The World Health Organization defines health like this: “a complete state of physical, mental, and social well-being, and not merely the absence of disease or infirmity.”
Which brings us to the next question: if health is your most valuable asset, and health is determined by how you function, what controls how you function?
If you look at any anatomy text, it will tell you the brain and central nervous system controls and coordinates all of the function of your body. Most of us only think about our nervous system when we are in pain. However, only 7% to 10% of your nervous system is sensory; 90% comprises our autonomic and motor system. The weight of a dime can alter a nerve signal by 60%, and the majority of the time, people do not feel it. This miscommunication leads to incoordination, and these NeuroStructural dysfunctions lead to weak or altered signals to cells, organs, tissues, or regions of the body. Altered or reduced nerve signals weaken areas of the body over time. The incoordination that stems from NeuroStructural dysfunctions, know as dis-ease, is the root cause of many health concerns because altered function of the nervous system affects the rest of the body’s functionality. It’s vital to keep the nerve system at optimal, adaptable, and flexible performance to support the body’s in-born capacity to coordinate, self-heal, function, and perform.
Ask yourself this final question: If you were overpaying a bill or having too much money taken out of your paycheck, when would you want to know?
Today, right?
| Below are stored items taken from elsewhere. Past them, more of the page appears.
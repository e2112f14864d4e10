// SPDX-License-Identifier: AGPL-3.0-or-later
//
// Copyright (C) 2026 Relational Network

use axum::{
    extract::{Path, Query, State},
    http::StatusCode,
    Json,
};
use serde::Deserialize;
use utoipa::IntoParams;
use uuid::Uuid;

use crate::{
    auth::AdminAuth,
    engine::{
        add_claimants, claimant_drops, get_claimant as query_claimant, list_claimants,
        normalize_address, refetch_drop_signatures, ClaimantClaim,
    },
    error::ApiError,
    models::{
        DeleteClaimantsRequest, DeleteClaimantsResponse, EnrollClaimantsRequest, RefetchResponse,
        DEFAULT_ACTOR,
    },
    state::AppState,
    storage::{ClaimantFilter, StoredClaimant},
};

const DEFAULT_PAGE_LIMIT: usize = 100;

#[derive(Deserialize, IntoParams)]
pub struct ClaimantsQuery {
    /// Restrict to one recipient address.
    pub address: Option<String>,
    /// Restrict to rows enrolled by one actor.
    pub added_by: Option<String>,
    /// Restrict to one entitlement amount.
    pub amount: Option<u64>,
    pub limit: Option<usize>,
    pub offset: Option<usize>,
}

#[derive(Deserialize, IntoParams)]
pub struct RefetchQuery {
    /// Provenance recorded on the re-signed rows.
    pub added_by: Option<String>,
}

#[derive(Deserialize, IntoParams)]
pub struct ClaimsQuery {
    /// Blockchain the claims are served on.
    pub blockchain: String,
    /// Recipient address.
    pub address: String,
    /// When given, claims whose deadline has passed are omitted.
    pub current_block: Option<u64>,
    pub limit: Option<usize>,
    pub offset: Option<usize>,
}

#[utoipa::path(
    post,
    path = "/v1/campaigns/{campaign_id}/claimants",
    params(("campaign_id" = Uuid, Path, description = "Campaign identifier")),
    request_body = EnrollClaimantsRequest,
    tag = "Claimants",
    responses(
        (status = 201, body = [StoredClaimant]),
        (status = 400, description = "Duplicate or malformed addresses"),
        (status = 404, description = "Unknown campaign")
    )
)]
pub async fn enroll_claimants(
    _admin: AdminAuth,
    State(state): State<AppState>,
    Path(campaign_id): Path<Uuid>,
    Json(request): Json<EnrollClaimantsRequest>,
) -> Result<(StatusCode, Json<Vec<StoredClaimant>>), ApiError> {
    let added_by = request.added_by.as_deref().unwrap_or(DEFAULT_ACTOR);
    let committed = add_claimants(&state.db, campaign_id, &request.claimants, added_by)?;
    Ok((StatusCode::CREATED, Json(committed)))
}

#[utoipa::path(
    get,
    path = "/v1/campaigns/{campaign_id}/claimants",
    params(("campaign_id" = Uuid, Path, description = "Campaign identifier"), ClaimantsQuery),
    tag = "Claimants",
    responses((status = 200, body = [StoredClaimant]), (status = 404))
)]
pub async fn list_campaign_claimants(
    State(state): State<AppState>,
    Path(campaign_id): Path<Uuid>,
    Query(params): Query<ClaimantsQuery>,
) -> Result<Json<Vec<StoredClaimant>>, ApiError> {
    let filter = ClaimantFilter {
        address: params.address,
        added_by: params.added_by,
        amount: params.amount,
    };
    let claimants = list_claimants(
        &state.db,
        campaign_id,
        &filter,
        params.limit.unwrap_or(DEFAULT_PAGE_LIMIT),
        params.offset.unwrap_or(0),
    )?;
    Ok(Json(claimants))
}

#[utoipa::path(
    get,
    path = "/v1/campaigns/{campaign_id}/claimants/{address}",
    params(
        ("campaign_id" = Uuid, Path, description = "Campaign identifier"),
        ("address" = String, Path, description = "Recipient address")
    ),
    tag = "Claimants",
    responses((status = 200, body = ClaimantClaim), (status = 404))
)]
pub async fn get_campaign_claimant(
    State(state): State<AppState>,
    Path((campaign_id, address)): Path<(Uuid, String)>,
) -> Result<Json<ClaimantClaim>, ApiError> {
    Ok(Json(query_claimant(&state.db, campaign_id, &address)?))
}

#[utoipa::path(
    delete,
    path = "/v1/campaigns/{campaign_id}/claimants",
    params(("campaign_id" = Uuid, Path, description = "Campaign identifier")),
    request_body = DeleteClaimantsRequest,
    tag = "Claimants",
    responses((status = 200, body = DeleteClaimantsResponse), (status = 404))
)]
pub async fn delete_campaign_claimants(
    _admin: AdminAuth,
    State(state): State<AppState>,
    Path(campaign_id): Path<Uuid>,
    Json(request): Json<DeleteClaimantsRequest>,
) -> Result<Json<DeleteClaimantsResponse>, ApiError> {
    if state.db.get_campaign(campaign_id)?.is_none() {
        return Err(ApiError::not_found(format!("Campaign {campaign_id}")));
    }

    let mut addresses = Vec::with_capacity(request.addresses.len());
    for raw in &request.addresses {
        addresses.push(normalize_address(raw)?);
    }

    let removed = state.db.delete_claimants(campaign_id, &addresses)?;
    Ok(Json(DeleteClaimantsResponse { removed }))
}

#[utoipa::path(
    post,
    path = "/v1/campaigns/{campaign_id}/refetch",
    params(("campaign_id" = Uuid, Path, description = "Campaign identifier"), RefetchQuery),
    tag = "Claimants",
    responses(
        (status = 200, body = RefetchResponse),
        (status = 400, description = "Campaign has no block deadline"),
        (status = 502, description = "Chain or signer unavailable")
    )
)]
pub async fn refetch_signatures(
    _admin: AdminAuth,
    State(state): State<AppState>,
    Path(campaign_id): Path<Uuid>,
    Query(params): Query<RefetchQuery>,
) -> Result<Json<RefetchResponse>, ApiError> {
    let added_by = params.added_by.as_deref().unwrap_or(DEFAULT_ACTOR);
    let committed = refetch_drop_signatures(
        &state.db,
        state.chain.as_ref(),
        state.signer.as_ref(),
        &state.locks,
        campaign_id,
        added_by,
    )
    .await?;
    Ok(Json(RefetchResponse {
        refreshed: committed.len(),
    }))
}

#[utoipa::path(
    get,
    path = "/v1/claims",
    params(ClaimsQuery),
    tag = "Claimants",
    responses((status = 200, body = [ClaimantClaim]))
)]
pub async fn list_recipient_claims(
    State(state): State<AppState>,
    Query(params): Query<ClaimsQuery>,
) -> Result<Json<Vec<ClaimantClaim>>, ApiError> {
    let claims = claimant_drops(
        &state.db,
        &params.blockchain,
        &params.address,
        params.current_block,
        params.limit.unwrap_or(DEFAULT_PAGE_LIMIT),
        params.offset.unwrap_or(0),
    )?;
    Ok(Json(claims))
}
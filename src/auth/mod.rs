// SPDX-License-Identifier: AGPL-3.0-or-later
//
// Copyright (C) 2026 Relational Network

//! # Authentication Module
//!
//! Mutating routes (enrollment, refetch, campaign and contract
//! administration) require a shared admin bearer token. The identity
//! provider that would map tokens to individual operators sits in front of
//! this service and is out of scope here.
//!
//! ## Modes
//!
//! - **Production mode** (`ADMIN_TOKEN` set): requests must carry
//!   `Authorization: Bearer <token>`.
//! - **Development mode** (`ADMIN_TOKEN` unset): mutating routes are open.

use axum::{
    extract::FromRequestParts,
    http::{header::AUTHORIZATION, request::Parts},
};

use crate::error::ApiError;
use crate::state::AppState;

/// Extractor gating mutating handlers on the admin bearer token.
///
/// ```rust,ignore
/// async fn create_campaign(
///     _admin: AdminAuth,
///     State(state): State<AppState>,
///     ...
/// ) -> Result<...> { ... }
/// ```
pub struct AdminAuth;

impl FromRequestParts<AppState> for AdminAuth {
    type Rejection = ApiError;

    async fn from_request_parts(
        parts: &mut Parts,
        state: &AppState,
    ) -> Result<Self, Self::Rejection> {
        let Some(expected) = &state.admin_token else {
            // Development mode
            return Ok(Self);
        };

        let presented = parts
            .headers
            .get(AUTHORIZATION)
            .and_then(|value| value.to_str().ok())
            .and_then(|value| value.strip_prefix("Bearer "))
            .ok_or_else(|| ApiError::unauthorized("Missing bearer token"))?;

        if presented != expected.as_ref() {
            return Err(ApiError::unauthorized("Invalid admin token"));
        }
        Ok(Self)
    }
}
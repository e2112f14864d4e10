// SPDX-License-Identifier: AGPL-3.0-or-later
//
// Copyright (C) 2026 Relational Network

//! Drop contract interactions and the claim commitment hash.

use std::borrow::Cow;

use alloy::{
    primitives::{Address, B256, U256},
    providers::Provider,
    sol,
    sol_types::{Eip712Domain, SolStruct},
};

use super::types::{ChainError, ClaimConfig, TokenType};

// Define the drop contract interface using alloy's sol! macro
sol! {
    #[sol(rpc)]
    interface IDropper {
        function getClaim(uint256 claimId) external view returns (uint256 tokenType, address tokenAddress, uint256 tokenId, uint256 amount);
    }

    /// The payload an authority signs to approve one claim. Must match the
    /// struct the drop contract hashes during claim verification.
    struct ClaimAuthorization {
        uint256 claimId;
        address claimant;
        uint256 blockDeadline;
        uint256 amount;
    }
}

/// Drop contract wrapper.
pub struct DropperContract<P> {
    contract: IDropper::IDropperInstance<P>,
}

impl<P: Provider + Clone> DropperContract<P> {
    /// Create a new drop contract instance.
    pub fn new(provider: &P, contract_address: Address) -> Self {
        Self {
            contract: IDropper::new(contract_address, provider.clone()),
        }
    }

    /// Read the claim configuration (token type + token address) for a claim id.
    pub async fn get_claim(&self, claim_id: u64) -> Result<ClaimConfig, ChainError> {
        let result = self
            .contract
            .getClaim(U256::from(claim_id))
            .call()
            .await
            .map_err(|e| ChainError::ContractError(e.to_string()))?;

        Ok(ClaimConfig {
            token_type: TokenType::from_code(result.tokenType.saturating_to()),
            token_address: result.tokenAddress,
        })
    }
}

/// Compute the commitment hash an authority signs to approve one claim.
///
/// This is the EIP-712 signing hash of [`ClaimAuthorization`], domain-bound
/// to the campaign's contract and chain, so a signature can never be replayed
/// against another drop contract or network.
pub fn claim_message_hash(
    chain_id: u64,
    verifying_contract: Address,
    claim_id: u64,
    claimant: Address,
    block_deadline: u64,
    amount: U256,
) -> B256 {
    let domain = Eip712Domain {
        name: Some(Cow::Borrowed("Dropper")),
        version: Some(Cow::Borrowed("0.2.0")),
        chain_id: Some(U256::from(chain_id)),
        verifying_contract: Some(verifying_contract),
        salt: None,
    };

    let payload = ClaimAuthorization {
        claimId: U256::from(claim_id),
        claimant,
        blockDeadline: U256::from(block_deadline),
        amount,
    };

    payload.eip712_signing_hash(&domain)
}

#[cfg(test)]
mod tests {
    use super::*;
    use std::str::FromStr;

    fn addr(s: &str) -> Address {
        Address::from_str(s).unwrap()
    }

    #[test]
    fn commitment_hash_is_deterministic() {
        let contract = addr("0x2222222222222222222222222222222222222222");
        let claimant = addr("0xAaAaAaAaAaAaAaAaAaAaAaAaAaAaAaAaAaAaAaAa");

        let a = claim_message_hash(1, contract, 7, claimant, 100, U256::from(3u64));
        let b = claim_message_hash(1, contract, 7, claimant, 100, U256::from(3u64));
        assert_eq!(a, b);
    }

    #[test]
    fn commitment_hash_binds_every_parameter() {
        let contract = addr("0x2222222222222222222222222222222222222222");
        let claimant = addr("0xAaAaAaAaAaAaAaAaAaAaAaAaAaAaAaAaAaAaAaAa");
        let base = claim_message_hash(1, contract, 7, claimant, 100, U256::from(3u64));

        assert_ne!(
            base,
            claim_message_hash(1, contract, 7, claimant, 100, U256::from(4u64)),
            "amount must be committed"
        );
        assert_ne!(
            base,
            claim_message_hash(1, contract, 7, claimant, 101, U256::from(3u64)),
            "deadline must be committed"
        );
        assert_ne!(
            base,
            claim_message_hash(1, contract, 8, claimant, 100, U256::from(3u64)),
            "claim id must be committed"
        );
        assert_ne!(
            base,
            claim_message_hash(2, contract, 7, claimant, 100, U256::from(3u64)),
            "chain id must be committed"
        );
        assert_ne!(
            base,
            claim_message_hash(
                1,
                addr("0x3333333333333333333333333333333333333333"),
                7,
                claimant,
                100,
                U256::from(3u64)
            ),
            "verifying contract must be committed"
        );
    }
}
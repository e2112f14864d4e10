// SPDX-License-Identifier: AGPL-3.0-or-later
//
// Copyright (C) 2026 Relational Network

//! Claim authorization signing.
//!
//! The engine only depends on the [`BatchSign`] capability: hand over a batch
//! of commitment hashes, get back a signature per hash. Where the key lives
//! (a remote signing service or a local development key) is selected at
//! startup and hidden behind [`SignerClient`].

pub mod http;
pub mod local;

use std::collections::HashMap;
use std::future::Future;

use alloy::primitives::B256;

pub use http::HttpSigner;
pub use local::LocalSigner;

use crate::config::{SIGNER_AUTH_TOKEN_ENV, SIGNER_PRIVATE_KEY_ENV, SIGNER_URL_ENV};

/// Errors that can occur while obtaining claim signatures.
#[derive(Debug, thiserror::Error)]
pub enum SignerError {
    #[error("Signer configuration missing: {0}")]
    MissingConfig(String),

    #[error("Invalid signing key: {0}")]
    InvalidKey(String),

    #[error("Signing service unavailable: {0}")]
    Unavailable(String),

    #[error("Signing service response was invalid: {0}")]
    InvalidResponse(String),
}

/// Batch signing capability.
///
/// Implementations sign every submitted hash or fail the whole batch; a
/// partial result would let the caller persist a mix of old and new
/// authorizations.
pub trait BatchSign {
    fn batch_sign(
        &self,
        hashes: &[B256],
    ) -> impl Future<Output = Result<HashMap<B256, String>, SignerError>> + Send;
}

/// Runtime signer selection.
pub enum SignerClient {
    /// Remote signing service over HTTPS.
    Remote(HttpSigner),
    /// In-process key, for development and tests.
    Local(LocalSigner),
}

impl SignerClient {
    /// Build a signer from the environment.
    ///
    /// `SIGNER_URL` selects the remote signing service; otherwise
    /// `SIGNER_PRIVATE_KEY` selects a local in-process key.
    pub fn from_env() -> Result<Self, SignerError> {
        if let Ok(url) = std::env::var(SIGNER_URL_ENV) {
            let auth_token = std::env::var(SIGNER_AUTH_TOKEN_ENV).ok();
            return Ok(Self::Remote(HttpSigner::new(url, auth_token)?));
        }
        if let Ok(key) = std::env::var(SIGNER_PRIVATE_KEY_ENV) {
            return Ok(Self::Local(LocalSigner::new(&key)?));
        }
        Err(SignerError::MissingConfig(format!(
            "set {SIGNER_URL_ENV} or {SIGNER_PRIVATE_KEY_ENV}"
        )))
    }
}

impl BatchSign for SignerClient {
    async fn batch_sign(&self, hashes: &[B256]) -> Result<HashMap<B256, String>, SignerError> {
        match self {
            Self::Remote(signer) => signer.batch_sign(hashes).await,
            Self::Local(signer) => signer.batch_sign(hashes).await,
        }
    }
}
// SPDX-License-Identifier: AGPL-3.0-or-later
//
// Copyright (C) 2026 Relational Network

//! Stored record types for the drop database.
//!
//! ## Entity Relationships
//!
//! ```text
//! StoredContract 1 ──── n StoredCampaign 1 ──── n StoredClaimant
//! ```
//!
//! A contract is an on-chain drop contract registered with this service.
//! A campaign binds a numeric on-chain claim id to that contract and carries
//! the block deadline the contract enforces. A claimant is one recipient's
//! entitlement within a campaign, together with its cached authorization
//! signature.

use chrono::{DateTime, Utc};
use serde::{Deserialize, Serialize};
use utoipa::ToSchema;
use uuid::Uuid;

/// A registered on-chain drop contract.
#[derive(Debug, Clone, Serialize, Deserialize, ToSchema)]
pub struct StoredContract {
    /// Unique contract identifier.
    pub id: Uuid,
    /// Blockchain the contract is deployed on (e.g., "ethereum", "polygon").
    pub blockchain: String,
    /// On-chain contract address (EIP-55 checksum form).
    pub address: String,
    /// Human-readable title.
    pub title: String,
    /// Optional display image.
    #[serde(skip_serializing_if = "Option::is_none")]
    pub image_uri: Option<String>,
    /// When the contract was registered.
    pub created_at: DateTime<Utc>,
    /// When the registration was last modified.
    pub updated_at: DateTime<Utc>,
}

impl StoredContract {
    /// Create a new contract registration.
    pub fn new(blockchain: String, address: String, title: String, image_uri: Option<String>) -> Self {
        let now = Utc::now();
        Self {
            id: Uuid::new_v4(),
            blockchain,
            address,
            title,
            image_uri,
            created_at: now,
            updated_at: now,
        }
    }
}

/// A drop campaign: one claim id on one contract.
///
/// `updated_at` is the staleness signal for cached claimant signatures: a
/// signature produced before the campaign was last modified must be
/// regenerated before it is served.
#[derive(Debug, Clone, Serialize, Deserialize, ToSchema)]
pub struct StoredCampaign {
    /// Unique campaign identifier.
    pub id: Uuid,
    /// The contract this campaign claims against.
    pub contract_id: Uuid,
    /// On-chain numeric claim identifier.
    pub claim_id: u64,
    /// Human-readable title.
    pub title: String,
    /// Human-readable description.
    pub description: String,
    /// Whether claims are currently being served for this campaign.
    pub active: bool,
    /// Block height after which the contract rejects claims.
    /// Signature generation is refused while this is unset.
    #[serde(skip_serializing_if = "Option::is_none")]
    pub claim_block_deadline: Option<u64>,
    /// Authorization pool contract used by off-chain permission checks.
    #[serde(skip_serializing_if = "Option::is_none")]
    pub auth_pool_address: Option<String>,
    /// Pool id within the authorization pool contract.
    #[serde(skip_serializing_if = "Option::is_none")]
    pub auth_pool_id: Option<u64>,
    /// When the campaign was created.
    pub created_at: DateTime<Utc>,
    /// When the campaign was last modified.
    pub updated_at: DateTime<Utc>,
}

impl StoredCampaign {
    /// Create a new inactive campaign on a contract.
    pub fn new(contract_id: Uuid, claim_id: u64, title: String, description: String) -> Self {
        let now = Utc::now();
        Self {
            id: Uuid::new_v4(),
            contract_id,
            claim_id,
            title,
            description,
            active: false,
            claim_block_deadline: None,
            auth_pool_address: None,
            auth_pool_id: None,
            created_at: now,
            updated_at: now,
        }
    }

    /// Bump the modification timestamp, invalidating cached signatures.
    pub fn touch(&mut self) {
        self.updated_at = Utc::now();
    }
}

/// One recipient's entitlement within a campaign.
#[derive(Debug, Clone, Serialize, Deserialize, ToSchema)]
pub struct StoredClaimant {
    /// The campaign this entitlement belongs to.
    pub campaign_id: Uuid,
    /// Recipient address (EIP-55 checksum form).
    pub address: String,
    /// Entitlement amount as stored by the campaign owner, before any
    /// on-chain decimal scaling.
    pub amount: u64,
    /// Textual record of the amount exactly as enrolled, kept for audit.
    pub raw_amount: String,
    /// Who enrolled or last re-signed this recipient.
    pub added_by: String,
    /// Cached claim authorization signature, if one has been produced.
    #[serde(skip_serializing_if = "Option::is_none")]
    pub signature: Option<String>,
    /// Commitment hash the cached signature was produced over. Cleared
    /// together with the signature whenever the entitlement changes.
    #[serde(skip_serializing_if = "Option::is_none")]
    pub commitment_hash: Option<String>,
    /// When the recipient was first enrolled.
    pub created_at: DateTime<Utc>,
    /// When the entitlement or signature was last written.
    pub updated_at: DateTime<Utc>,
}

impl StoredClaimant {
    /// Create a freshly enrolled claimant with no signature.
    pub fn new_enrolled(campaign_id: Uuid, address: String, amount: u64, added_by: String) -> Self {
        let now = Utc::now();
        Self {
            campaign_id,
            raw_amount: amount.to_string(),
            address,
            amount,
            added_by,
            signature: None,
            commitment_hash: None,
            created_at: now,
            updated_at: now,
        }
    }
}
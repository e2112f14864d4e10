// SPDX-License-Identifier: AGPL-3.0-or-later
//
// Copyright (C) 2026 Relational Network

//! Blockchain integration module.
//!
//! This module provides functionality for:
//! - Reading a drop contract's claim configuration (token type + address)
//! - Reading ERC-20 token decimals for amount scaling
//! - Computing the EIP-712 commitment hash an authority signs per claim

pub mod client;
pub mod dropper;
pub mod erc20;
pub mod types;

pub use client::{ChainClient, ClaimMetadataSource};
pub use dropper::claim_message_hash;
pub use types::*;
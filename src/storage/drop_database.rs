// SPDX-License-Identifier: AGPL-3.0-or-later
//
// Copyright (C) 2026 Relational Network

//! Embedded drop database backed by redb (pure Rust, ACID).
//!
//! ## Table Layout
//!
//! - `contracts`: contract_id → serialized StoredContract
//! - `campaigns`: campaign_id → serialized StoredCampaign
//! - `claimants`: composite key (campaign_id|address) → serialized StoredClaimant
//! - `recipient_index`: composite key (address|campaign_id) → campaign_id
//!
//! The claimant key embeds the lowercased recipient address, so the
//! (campaign, address) uniqueness constraint is structural: writing the same
//! key twice is an update, never a second row. All multi-row writes happen
//! inside a single write transaction, which is what gives enrollment and
//! signature persistence their all-or-nothing semantics.

use std::path::Path;

use chrono::{DateTime, Utc};
use redb::{Database, ReadableDatabase, ReadableTable, TableDefinition};
use uuid::Uuid;

use super::records::{StoredCampaign, StoredClaimant, StoredContract};

// =============================================================================
// Table Definitions
// =============================================================================

/// Registered drop contracts: contract_id → JSON bytes.
const CONTRACTS: TableDefinition<&str, &[u8]> = TableDefinition::new("contracts");

/// Campaigns: campaign_id → JSON bytes.
const CAMPAIGNS: TableDefinition<&str, &[u8]> = TableDefinition::new("campaigns");

/// Claimants: composite key `campaign_id|address_lower` → JSON bytes.
const CLAIMANTS: TableDefinition<&[u8], &[u8]> = TableDefinition::new("claimants");

/// Index: composite key `address_lower|campaign_id` → campaign_id.
const RECIPIENT_INDEX: TableDefinition<&[u8], &str> = TableDefinition::new("recipient_index");

// =============================================================================
// Error Type
// =============================================================================

#[derive(Debug, thiserror::Error)]
pub enum DropDbError {
    #[error("redb error: {0}")]
    Redb(#[from] redb::Error),

    #[error("redb database error: {0}")]
    RedbDatabase(#[from] redb::DatabaseError),

    #[error("redb transaction error: {0}")]
    RedbTransaction(#[from] redb::TransactionError),

    #[error("redb table error: {0}")]
    RedbTable(#[from] redb::TableError),

    #[error("redb storage error: {0}")]
    RedbStorage(#[from] redb::StorageError),

    #[error("redb commit error: {0}")]
    RedbCommit(#[from] redb::CommitError),

    #[error("serialization error: {0}")]
    Serde(#[from] serde_json::Error),

    #[error("not found: {0}")]
    NotFound(String),

    #[error("conflict: {0}")]
    Conflict(String),
}

pub type DropDbResult<T> = Result<T, DropDbError>;

// =============================================================================
// Key Helpers
// =============================================================================

/// Build the claimant table key: `campaign_id|address_lower`.
fn claimant_key(campaign_id: Uuid, address: &str) -> Vec<u8> {
    let campaign = campaign_id.to_string();
    let addr = address.to_lowercase();
    let mut key = Vec::with_capacity(campaign.len() + 1 + addr.len());
    key.extend_from_slice(campaign.as_bytes());
    key.push(b'|');
    key.extend_from_slice(addr.as_bytes());
    key
}

/// Build the recipient index key: `address_lower|campaign_id`.
fn recipient_key(address: &str, campaign_id: Uuid) -> Vec<u8> {
    let addr = address.to_lowercase();
    let campaign = campaign_id.to_string();
    let mut key = Vec::with_capacity(addr.len() + 1 + campaign.len());
    key.extend_from_slice(addr.as_bytes());
    key.push(b'|');
    key.extend_from_slice(campaign.as_bytes());
    key
}

/// Build a prefix for range scanning (`{head}|`).
fn make_prefix(head: &str) -> Vec<u8> {
    let head = head.to_lowercase();
    let mut prefix = Vec::with_capacity(head.len() + 1);
    prefix.extend_from_slice(head.as_bytes());
    prefix.push(b'|');
    prefix
}

/// Build the upper bound for a prefix scan (prefix with 0xFF bytes appended).
fn make_prefix_end(head: &str) -> Vec<u8> {
    let mut end = make_prefix(head);
    end.extend_from_slice(&[0xFF; 48]);
    end
}

// =============================================================================
// Write Inputs
// =============================================================================

/// One signed row to persist at the end of a refetch call.
#[derive(Debug, Clone)]
pub struct SignatureUpdate {
    /// Recipient address (EIP-55 checksum form).
    pub address: String,
    /// Entitlement amount the signature commits to (pre-scaling).
    pub amount: u64,
    /// Provenance of this signing round.
    pub added_by: String,
    /// The authorization signature.
    pub signature: String,
    /// Hex commitment hash the signature was produced over.
    pub commitment_hash: String,
}

// =============================================================================
// DropDatabase
// =============================================================================

/// Embedded ACID store for contracts, campaigns, and claimants.
pub struct DropDatabase {
    db: Database,
}
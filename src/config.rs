// SPDX-License-Identifier: AGPL-3.0-or-later
//
// Copyright (C) 2026 Relational Network

//! # Runtime Configuration Constants
//!
//! This module defines environment variable names and default values used
//! throughout the application. Configuration is loaded from the environment
//! at startup.
//!
//! ## Environment Variables
//!
//! | Variable | Description | Default |
//! |----------|-------------|---------|
//! | `DATA_DIR` | Root directory for the embedded database | `/data` |
//! | `HOST` | Server bind address | `0.0.0.0` |
//! | `PORT` | Server bind port | `8080` |
//! | `CHAIN_NAME` | Blockchain name used in contract registrations | `ethereum` |
//! | `CHAIN_ID` | EVM chain id, bound into every commitment hash | Required |
//! | `RPC_URL` | EVM RPC endpoint | Required |
//! | `SIGNER_URL` | Remote signing service base URL | — |
//! | `SIGNER_AUTH_TOKEN` | Bearer token for the signing service | Optional |
//! | `SIGNER_PRIVATE_KEY` | Local hex signing key (development only) | — |
//! | `ADMIN_TOKEN` | Bearer token required on mutating routes | Dev mode if unset |
//! | `LOG_FORMAT` | Logging format (`json` or `pretty`) | `pretty` |
//! | `RUST_LOG` | Log level filter | `info,tower_http=debug` |
//!
//! Exactly one of `SIGNER_URL` and `SIGNER_PRIVATE_KEY` must be set; when
//! both are, the remote signing service wins.

/// Environment variable name for the data directory path.
///
/// The embedded redb database lives at `{DATA_DIR}/dropper.redb`.
pub const DATA_DIR_ENV: &str = "DATA_DIR";

/// Environment variable name for the server bind address.
pub const HOST_ENV: &str = "HOST";

/// Environment variable name for the server bind port.
pub const PORT_ENV: &str = "PORT";

/// Environment variable name for the blockchain name.
pub const CHAIN_NAME_ENV: &str = "CHAIN_NAME";

/// Environment variable name for the EVM chain id.
pub const CHAIN_ID_ENV: &str = "CHAIN_ID";

/// Environment variable name for the EVM RPC endpoint.
pub const RPC_URL_ENV: &str = "RPC_URL";

/// Environment variable name for the remote signing service base URL.
pub const SIGNER_URL_ENV: &str = "SIGNER_URL";

/// Environment variable name for the signing service bearer token.
pub const SIGNER_AUTH_TOKEN_ENV: &str = "SIGNER_AUTH_TOKEN";

/// Environment variable name for the local development signing key.
pub const SIGNER_PRIVATE_KEY_ENV: &str = "SIGNER_PRIVATE_KEY";

/// Environment variable name for the admin bearer token.
///
/// When unset the service runs in development mode and mutating routes are
/// open; never deploy to production without it.
pub const ADMIN_TOKEN_ENV: &str = "ADMIN_TOKEN";

/// Environment variable name for the log output format.
pub const LOG_FORMAT_ENV: &str = "LOG_FORMAT";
Or, how about this question: If you were going on a road trip with low tread on your tires or a crack in your transmission, when would you want to know? Of course, right away. So, if you had something malfunction in your body that would cause a condition, problem, or trauma, 5 years, 10 years, or 20 years down the line, when should you want to know about it? Now!
Changing this area of thought is probably the most important thing you can do. Ignorance is not bliss when it comes to health. People sometimes think ‘Hey, if it’s not broke, don’t fix it’ or ‘I already know I’m messed up, so I don’t want to do anything about it’ or ‘I wouldn’t want to know’. Remember, your health is your most valuable asset. Take care of your most valuable asset by making sure it can function properly to maintain good health.